# Work instructions:
Search the data below, and report every line in which "Pressed" occurs.
# # # # # # #
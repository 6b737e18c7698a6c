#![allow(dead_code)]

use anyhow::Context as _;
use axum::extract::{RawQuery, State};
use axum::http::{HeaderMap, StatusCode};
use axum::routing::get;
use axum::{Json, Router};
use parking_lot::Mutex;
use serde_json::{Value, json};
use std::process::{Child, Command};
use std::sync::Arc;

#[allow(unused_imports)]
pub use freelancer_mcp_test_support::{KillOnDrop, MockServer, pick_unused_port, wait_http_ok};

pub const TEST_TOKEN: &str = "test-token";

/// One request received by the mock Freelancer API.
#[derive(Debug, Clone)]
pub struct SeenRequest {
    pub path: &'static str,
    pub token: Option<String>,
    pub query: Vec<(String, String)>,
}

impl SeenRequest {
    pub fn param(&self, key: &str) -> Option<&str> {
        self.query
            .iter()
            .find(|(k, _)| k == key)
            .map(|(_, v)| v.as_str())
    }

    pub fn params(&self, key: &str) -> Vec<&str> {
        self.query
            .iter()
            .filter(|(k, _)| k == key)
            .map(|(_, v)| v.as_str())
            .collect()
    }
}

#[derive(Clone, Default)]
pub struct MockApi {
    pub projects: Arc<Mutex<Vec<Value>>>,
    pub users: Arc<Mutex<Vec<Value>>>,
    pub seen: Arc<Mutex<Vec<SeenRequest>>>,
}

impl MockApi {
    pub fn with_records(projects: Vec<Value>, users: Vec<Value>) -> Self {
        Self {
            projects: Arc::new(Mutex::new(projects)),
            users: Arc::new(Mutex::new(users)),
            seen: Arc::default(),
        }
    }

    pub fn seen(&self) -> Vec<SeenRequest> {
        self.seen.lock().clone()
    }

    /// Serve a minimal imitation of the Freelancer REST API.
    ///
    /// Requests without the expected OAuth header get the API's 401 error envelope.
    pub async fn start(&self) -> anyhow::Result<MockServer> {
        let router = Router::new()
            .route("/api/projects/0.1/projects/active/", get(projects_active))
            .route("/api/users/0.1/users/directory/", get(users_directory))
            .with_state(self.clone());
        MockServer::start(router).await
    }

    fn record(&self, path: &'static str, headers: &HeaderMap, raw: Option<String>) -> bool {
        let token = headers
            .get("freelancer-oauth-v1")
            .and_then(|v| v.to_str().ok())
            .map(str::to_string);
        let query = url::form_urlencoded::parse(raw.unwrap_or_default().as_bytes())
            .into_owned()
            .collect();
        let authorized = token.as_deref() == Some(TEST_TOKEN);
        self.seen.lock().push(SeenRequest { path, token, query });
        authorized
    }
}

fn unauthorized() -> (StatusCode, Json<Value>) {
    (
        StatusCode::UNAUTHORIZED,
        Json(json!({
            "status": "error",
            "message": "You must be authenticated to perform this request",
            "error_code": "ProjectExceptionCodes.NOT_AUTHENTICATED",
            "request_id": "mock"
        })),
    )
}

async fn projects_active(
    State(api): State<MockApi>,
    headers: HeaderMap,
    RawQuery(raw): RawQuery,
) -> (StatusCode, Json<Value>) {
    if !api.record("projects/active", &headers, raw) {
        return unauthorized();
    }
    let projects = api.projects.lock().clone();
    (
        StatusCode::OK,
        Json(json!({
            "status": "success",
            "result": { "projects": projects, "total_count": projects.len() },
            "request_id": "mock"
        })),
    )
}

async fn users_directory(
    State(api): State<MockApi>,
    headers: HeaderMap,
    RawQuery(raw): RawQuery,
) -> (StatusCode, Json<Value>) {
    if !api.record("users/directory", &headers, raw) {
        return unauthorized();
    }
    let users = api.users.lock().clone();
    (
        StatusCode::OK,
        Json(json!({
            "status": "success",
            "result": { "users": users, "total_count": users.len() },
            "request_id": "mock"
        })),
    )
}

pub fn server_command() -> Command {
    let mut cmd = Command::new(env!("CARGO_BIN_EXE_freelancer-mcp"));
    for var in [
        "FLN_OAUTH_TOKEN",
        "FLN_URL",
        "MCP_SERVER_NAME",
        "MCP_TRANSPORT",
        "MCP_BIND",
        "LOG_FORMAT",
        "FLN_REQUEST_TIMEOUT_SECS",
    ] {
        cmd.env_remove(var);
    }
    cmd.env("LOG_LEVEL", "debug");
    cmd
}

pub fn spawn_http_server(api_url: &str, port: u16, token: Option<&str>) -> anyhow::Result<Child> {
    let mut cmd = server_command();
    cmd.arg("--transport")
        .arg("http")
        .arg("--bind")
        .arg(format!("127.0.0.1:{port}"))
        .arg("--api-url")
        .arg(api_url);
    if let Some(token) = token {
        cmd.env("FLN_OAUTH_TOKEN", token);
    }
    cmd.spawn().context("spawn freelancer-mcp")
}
# # # # # # #
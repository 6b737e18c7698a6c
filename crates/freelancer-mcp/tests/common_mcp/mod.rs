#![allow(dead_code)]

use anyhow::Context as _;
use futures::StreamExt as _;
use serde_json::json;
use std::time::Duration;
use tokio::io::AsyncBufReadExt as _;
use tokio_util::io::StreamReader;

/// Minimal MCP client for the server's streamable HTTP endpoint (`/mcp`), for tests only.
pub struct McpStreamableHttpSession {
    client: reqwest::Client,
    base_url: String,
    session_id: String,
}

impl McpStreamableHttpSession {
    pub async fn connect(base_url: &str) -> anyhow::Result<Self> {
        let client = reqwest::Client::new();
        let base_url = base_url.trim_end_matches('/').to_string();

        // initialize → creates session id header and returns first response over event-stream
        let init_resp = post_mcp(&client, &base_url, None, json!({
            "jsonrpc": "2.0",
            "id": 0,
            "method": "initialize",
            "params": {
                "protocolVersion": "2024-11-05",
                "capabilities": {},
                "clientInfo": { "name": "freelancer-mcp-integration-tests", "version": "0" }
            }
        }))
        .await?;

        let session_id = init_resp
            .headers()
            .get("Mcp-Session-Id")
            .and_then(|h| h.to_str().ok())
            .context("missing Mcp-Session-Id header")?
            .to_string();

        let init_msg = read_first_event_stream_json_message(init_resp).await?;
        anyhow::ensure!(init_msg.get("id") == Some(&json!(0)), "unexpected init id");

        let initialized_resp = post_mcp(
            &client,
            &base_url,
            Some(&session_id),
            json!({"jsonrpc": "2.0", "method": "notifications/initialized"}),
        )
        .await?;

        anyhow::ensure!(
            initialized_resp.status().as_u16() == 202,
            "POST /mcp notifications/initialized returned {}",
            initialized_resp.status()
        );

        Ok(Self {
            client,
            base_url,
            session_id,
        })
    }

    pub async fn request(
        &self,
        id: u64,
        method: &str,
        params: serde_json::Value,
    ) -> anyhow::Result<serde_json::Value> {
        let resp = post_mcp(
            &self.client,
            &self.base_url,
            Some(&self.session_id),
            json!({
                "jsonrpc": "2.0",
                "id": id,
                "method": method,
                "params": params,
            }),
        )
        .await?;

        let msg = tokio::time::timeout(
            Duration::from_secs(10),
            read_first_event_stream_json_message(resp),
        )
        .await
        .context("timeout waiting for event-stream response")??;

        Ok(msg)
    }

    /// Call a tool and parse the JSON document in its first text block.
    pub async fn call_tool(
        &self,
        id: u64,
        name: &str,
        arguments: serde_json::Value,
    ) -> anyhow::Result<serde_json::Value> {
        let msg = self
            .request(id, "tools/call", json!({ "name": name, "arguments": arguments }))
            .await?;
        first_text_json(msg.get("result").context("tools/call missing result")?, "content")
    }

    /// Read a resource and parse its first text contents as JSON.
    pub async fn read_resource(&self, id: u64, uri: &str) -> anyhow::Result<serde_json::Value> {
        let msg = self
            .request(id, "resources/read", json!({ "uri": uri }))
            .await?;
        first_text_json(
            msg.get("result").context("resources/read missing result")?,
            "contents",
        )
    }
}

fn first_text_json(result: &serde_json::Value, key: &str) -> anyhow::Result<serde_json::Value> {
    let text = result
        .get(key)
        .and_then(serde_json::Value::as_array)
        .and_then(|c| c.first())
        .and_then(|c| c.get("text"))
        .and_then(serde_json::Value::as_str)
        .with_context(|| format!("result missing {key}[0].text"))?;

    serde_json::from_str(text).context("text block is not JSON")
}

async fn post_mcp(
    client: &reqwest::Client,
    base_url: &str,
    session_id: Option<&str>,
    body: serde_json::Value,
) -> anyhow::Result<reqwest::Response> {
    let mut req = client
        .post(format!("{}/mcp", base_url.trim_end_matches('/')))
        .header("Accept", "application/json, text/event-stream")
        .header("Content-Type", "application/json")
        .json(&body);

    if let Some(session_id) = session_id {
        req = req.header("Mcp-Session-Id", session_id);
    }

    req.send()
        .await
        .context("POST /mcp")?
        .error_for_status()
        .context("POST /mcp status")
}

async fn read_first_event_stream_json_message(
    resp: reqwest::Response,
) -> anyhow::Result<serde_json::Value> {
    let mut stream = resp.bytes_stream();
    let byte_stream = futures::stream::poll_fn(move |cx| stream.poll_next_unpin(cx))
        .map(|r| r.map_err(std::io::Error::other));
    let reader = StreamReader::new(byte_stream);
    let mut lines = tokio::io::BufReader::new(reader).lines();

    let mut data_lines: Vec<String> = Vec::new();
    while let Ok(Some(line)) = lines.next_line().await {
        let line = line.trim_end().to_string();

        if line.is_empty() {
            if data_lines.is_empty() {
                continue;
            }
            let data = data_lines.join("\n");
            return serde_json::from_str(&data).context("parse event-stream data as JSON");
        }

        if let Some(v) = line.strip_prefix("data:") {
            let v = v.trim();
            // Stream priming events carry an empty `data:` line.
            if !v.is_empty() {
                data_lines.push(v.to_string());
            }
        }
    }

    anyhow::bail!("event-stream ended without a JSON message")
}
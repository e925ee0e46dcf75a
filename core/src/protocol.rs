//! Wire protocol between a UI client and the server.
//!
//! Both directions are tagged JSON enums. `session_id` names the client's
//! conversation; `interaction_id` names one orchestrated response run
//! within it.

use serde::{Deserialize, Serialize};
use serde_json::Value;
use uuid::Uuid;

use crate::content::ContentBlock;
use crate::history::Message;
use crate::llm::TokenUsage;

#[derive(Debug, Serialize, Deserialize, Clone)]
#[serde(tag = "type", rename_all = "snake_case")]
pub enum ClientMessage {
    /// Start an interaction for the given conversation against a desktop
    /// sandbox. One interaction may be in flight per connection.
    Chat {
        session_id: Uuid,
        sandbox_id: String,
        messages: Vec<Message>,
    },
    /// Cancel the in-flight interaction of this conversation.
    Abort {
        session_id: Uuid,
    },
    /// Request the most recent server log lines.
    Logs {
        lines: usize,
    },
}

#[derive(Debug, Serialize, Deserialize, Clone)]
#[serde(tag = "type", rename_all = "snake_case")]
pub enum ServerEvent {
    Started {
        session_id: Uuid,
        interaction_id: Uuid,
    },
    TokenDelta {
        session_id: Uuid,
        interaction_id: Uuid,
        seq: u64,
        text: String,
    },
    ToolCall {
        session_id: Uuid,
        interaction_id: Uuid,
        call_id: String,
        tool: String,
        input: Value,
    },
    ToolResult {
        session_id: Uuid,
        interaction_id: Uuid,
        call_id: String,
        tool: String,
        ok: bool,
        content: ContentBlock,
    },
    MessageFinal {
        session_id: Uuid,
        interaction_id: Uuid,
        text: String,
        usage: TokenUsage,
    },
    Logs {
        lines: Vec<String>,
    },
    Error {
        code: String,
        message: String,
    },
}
# # # # # # #
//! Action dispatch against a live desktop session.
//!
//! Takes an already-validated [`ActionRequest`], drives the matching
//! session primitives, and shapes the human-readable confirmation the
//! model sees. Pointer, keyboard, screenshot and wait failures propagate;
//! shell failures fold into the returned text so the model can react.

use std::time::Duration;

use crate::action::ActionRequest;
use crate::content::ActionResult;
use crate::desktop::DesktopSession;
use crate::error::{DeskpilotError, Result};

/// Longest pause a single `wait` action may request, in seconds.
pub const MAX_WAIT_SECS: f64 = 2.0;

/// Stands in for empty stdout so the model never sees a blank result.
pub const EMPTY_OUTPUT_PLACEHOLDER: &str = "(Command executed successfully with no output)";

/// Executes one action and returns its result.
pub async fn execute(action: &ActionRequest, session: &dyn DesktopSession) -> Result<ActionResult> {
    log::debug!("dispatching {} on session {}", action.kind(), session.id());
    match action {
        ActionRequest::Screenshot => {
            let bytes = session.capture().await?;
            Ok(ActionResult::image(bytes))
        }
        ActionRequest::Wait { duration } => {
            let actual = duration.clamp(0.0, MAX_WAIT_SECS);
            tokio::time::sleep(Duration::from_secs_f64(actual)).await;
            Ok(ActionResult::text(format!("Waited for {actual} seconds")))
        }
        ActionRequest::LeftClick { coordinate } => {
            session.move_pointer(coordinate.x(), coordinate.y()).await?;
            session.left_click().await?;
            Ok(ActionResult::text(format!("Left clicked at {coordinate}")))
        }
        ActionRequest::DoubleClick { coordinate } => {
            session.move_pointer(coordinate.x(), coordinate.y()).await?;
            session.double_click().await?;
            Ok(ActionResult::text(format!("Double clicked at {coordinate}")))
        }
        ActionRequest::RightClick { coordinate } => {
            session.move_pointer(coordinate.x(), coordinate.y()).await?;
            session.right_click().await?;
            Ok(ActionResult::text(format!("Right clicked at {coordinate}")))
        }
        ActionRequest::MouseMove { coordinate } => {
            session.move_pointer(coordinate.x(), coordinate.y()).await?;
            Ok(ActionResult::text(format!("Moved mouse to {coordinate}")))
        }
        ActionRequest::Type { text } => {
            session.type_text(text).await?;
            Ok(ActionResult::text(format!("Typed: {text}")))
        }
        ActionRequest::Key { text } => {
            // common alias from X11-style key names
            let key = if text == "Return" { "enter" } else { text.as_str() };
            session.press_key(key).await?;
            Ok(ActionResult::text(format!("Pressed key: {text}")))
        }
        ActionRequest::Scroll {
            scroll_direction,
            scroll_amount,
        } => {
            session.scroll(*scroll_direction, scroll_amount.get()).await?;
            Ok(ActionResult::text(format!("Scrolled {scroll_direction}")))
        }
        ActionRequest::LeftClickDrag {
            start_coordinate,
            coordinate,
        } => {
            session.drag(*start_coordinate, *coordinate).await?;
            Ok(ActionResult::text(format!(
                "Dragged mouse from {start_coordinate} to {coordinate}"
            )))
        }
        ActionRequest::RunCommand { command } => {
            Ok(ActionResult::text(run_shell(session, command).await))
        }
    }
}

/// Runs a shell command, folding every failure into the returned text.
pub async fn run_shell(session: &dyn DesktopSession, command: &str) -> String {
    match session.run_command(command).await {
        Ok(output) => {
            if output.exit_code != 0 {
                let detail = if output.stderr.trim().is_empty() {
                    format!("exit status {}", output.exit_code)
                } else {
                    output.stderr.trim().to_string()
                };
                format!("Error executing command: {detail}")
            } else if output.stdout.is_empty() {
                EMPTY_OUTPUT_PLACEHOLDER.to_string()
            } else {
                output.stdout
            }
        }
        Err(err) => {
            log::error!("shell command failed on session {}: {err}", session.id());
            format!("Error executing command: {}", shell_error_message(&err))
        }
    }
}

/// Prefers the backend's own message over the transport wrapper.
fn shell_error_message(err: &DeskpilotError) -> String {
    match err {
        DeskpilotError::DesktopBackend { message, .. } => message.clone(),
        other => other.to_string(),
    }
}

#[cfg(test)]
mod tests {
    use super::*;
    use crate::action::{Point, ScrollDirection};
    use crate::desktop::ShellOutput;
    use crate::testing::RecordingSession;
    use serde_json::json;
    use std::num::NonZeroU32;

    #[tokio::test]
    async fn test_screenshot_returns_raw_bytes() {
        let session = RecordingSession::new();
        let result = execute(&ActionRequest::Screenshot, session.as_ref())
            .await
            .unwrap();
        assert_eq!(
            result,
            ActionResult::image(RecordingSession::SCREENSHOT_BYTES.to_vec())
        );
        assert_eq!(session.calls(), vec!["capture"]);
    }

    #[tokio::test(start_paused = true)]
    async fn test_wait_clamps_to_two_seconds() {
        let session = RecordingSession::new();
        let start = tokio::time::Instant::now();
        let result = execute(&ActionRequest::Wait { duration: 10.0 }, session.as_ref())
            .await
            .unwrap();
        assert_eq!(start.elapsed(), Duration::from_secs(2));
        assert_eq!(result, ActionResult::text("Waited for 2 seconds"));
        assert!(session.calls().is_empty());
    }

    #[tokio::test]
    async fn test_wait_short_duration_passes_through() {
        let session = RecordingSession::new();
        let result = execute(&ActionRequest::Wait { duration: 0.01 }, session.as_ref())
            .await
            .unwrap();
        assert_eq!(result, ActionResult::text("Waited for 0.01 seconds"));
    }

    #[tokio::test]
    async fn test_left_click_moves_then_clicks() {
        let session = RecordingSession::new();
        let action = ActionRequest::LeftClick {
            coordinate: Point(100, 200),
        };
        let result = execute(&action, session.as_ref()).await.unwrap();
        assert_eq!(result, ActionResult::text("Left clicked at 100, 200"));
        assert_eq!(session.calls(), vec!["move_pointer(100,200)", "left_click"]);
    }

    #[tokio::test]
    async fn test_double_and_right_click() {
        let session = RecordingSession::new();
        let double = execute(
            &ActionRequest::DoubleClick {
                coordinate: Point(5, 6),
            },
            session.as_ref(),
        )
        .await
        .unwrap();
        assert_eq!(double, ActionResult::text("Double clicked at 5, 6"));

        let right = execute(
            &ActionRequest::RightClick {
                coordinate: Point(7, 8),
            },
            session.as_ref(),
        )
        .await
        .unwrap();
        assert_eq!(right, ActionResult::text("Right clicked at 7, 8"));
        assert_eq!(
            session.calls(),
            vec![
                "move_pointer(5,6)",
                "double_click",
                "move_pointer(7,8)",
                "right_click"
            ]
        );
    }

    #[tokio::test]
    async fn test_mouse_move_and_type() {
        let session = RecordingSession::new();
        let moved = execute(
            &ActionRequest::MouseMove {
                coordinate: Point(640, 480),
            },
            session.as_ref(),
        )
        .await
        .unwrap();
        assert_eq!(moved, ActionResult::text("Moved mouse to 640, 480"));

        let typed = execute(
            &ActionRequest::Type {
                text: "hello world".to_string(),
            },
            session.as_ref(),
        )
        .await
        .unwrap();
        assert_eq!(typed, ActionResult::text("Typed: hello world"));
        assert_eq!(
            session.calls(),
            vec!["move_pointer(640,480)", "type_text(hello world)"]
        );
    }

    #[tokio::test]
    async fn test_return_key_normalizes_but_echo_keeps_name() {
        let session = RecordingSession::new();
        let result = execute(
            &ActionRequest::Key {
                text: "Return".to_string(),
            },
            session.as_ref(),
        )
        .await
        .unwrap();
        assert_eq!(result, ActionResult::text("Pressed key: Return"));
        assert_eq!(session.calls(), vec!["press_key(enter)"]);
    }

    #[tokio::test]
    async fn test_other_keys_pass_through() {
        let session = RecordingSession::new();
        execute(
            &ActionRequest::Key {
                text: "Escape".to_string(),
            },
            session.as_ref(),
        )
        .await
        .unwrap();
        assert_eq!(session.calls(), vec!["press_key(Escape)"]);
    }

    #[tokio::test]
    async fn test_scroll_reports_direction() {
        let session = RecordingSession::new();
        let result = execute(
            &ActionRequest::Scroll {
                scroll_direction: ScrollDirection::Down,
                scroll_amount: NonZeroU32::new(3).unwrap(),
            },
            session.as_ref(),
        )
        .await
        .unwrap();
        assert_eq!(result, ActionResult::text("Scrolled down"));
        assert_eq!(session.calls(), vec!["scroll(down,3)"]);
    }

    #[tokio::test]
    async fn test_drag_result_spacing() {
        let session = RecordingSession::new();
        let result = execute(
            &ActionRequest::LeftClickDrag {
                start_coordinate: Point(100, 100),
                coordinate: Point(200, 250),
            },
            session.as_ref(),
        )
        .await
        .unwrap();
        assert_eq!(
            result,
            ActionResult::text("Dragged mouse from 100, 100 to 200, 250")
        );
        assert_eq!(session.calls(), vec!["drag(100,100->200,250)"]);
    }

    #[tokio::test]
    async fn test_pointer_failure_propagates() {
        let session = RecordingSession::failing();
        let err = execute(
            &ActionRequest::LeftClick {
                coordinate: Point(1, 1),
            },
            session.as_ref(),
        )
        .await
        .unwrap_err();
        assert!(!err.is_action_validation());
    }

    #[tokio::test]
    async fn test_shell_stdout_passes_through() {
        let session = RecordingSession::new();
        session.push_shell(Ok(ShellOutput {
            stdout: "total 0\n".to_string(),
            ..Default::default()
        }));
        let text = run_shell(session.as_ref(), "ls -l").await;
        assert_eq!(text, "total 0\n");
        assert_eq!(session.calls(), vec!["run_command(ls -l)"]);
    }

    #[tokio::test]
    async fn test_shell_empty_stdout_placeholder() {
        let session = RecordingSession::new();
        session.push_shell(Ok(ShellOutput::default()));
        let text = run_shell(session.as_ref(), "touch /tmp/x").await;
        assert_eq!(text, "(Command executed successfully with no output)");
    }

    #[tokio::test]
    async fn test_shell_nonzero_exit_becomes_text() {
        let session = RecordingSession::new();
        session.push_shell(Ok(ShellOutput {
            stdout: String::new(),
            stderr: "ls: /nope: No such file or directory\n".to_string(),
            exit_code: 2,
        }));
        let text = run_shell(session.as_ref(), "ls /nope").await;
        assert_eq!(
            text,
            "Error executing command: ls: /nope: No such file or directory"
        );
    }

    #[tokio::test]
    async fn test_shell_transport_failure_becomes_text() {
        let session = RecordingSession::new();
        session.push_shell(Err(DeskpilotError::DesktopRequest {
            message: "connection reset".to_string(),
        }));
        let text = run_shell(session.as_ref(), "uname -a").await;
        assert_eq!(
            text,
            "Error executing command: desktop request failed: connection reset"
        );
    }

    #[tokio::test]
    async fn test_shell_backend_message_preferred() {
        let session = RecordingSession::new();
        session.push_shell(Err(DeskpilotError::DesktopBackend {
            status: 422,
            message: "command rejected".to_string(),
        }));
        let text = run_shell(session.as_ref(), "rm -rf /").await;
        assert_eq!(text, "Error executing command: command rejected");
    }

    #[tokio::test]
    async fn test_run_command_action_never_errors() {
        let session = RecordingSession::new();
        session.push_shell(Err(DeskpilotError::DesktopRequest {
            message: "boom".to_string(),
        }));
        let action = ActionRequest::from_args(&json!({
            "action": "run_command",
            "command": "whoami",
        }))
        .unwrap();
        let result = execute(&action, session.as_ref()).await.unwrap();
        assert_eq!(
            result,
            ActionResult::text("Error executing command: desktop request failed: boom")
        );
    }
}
# # # # # # #
# Result of the task:
            Ok(ActionResult::text(format!("Pressed key: {text}")))
        assert_eq!(result, ActionResult::text("Pressed key: Return"));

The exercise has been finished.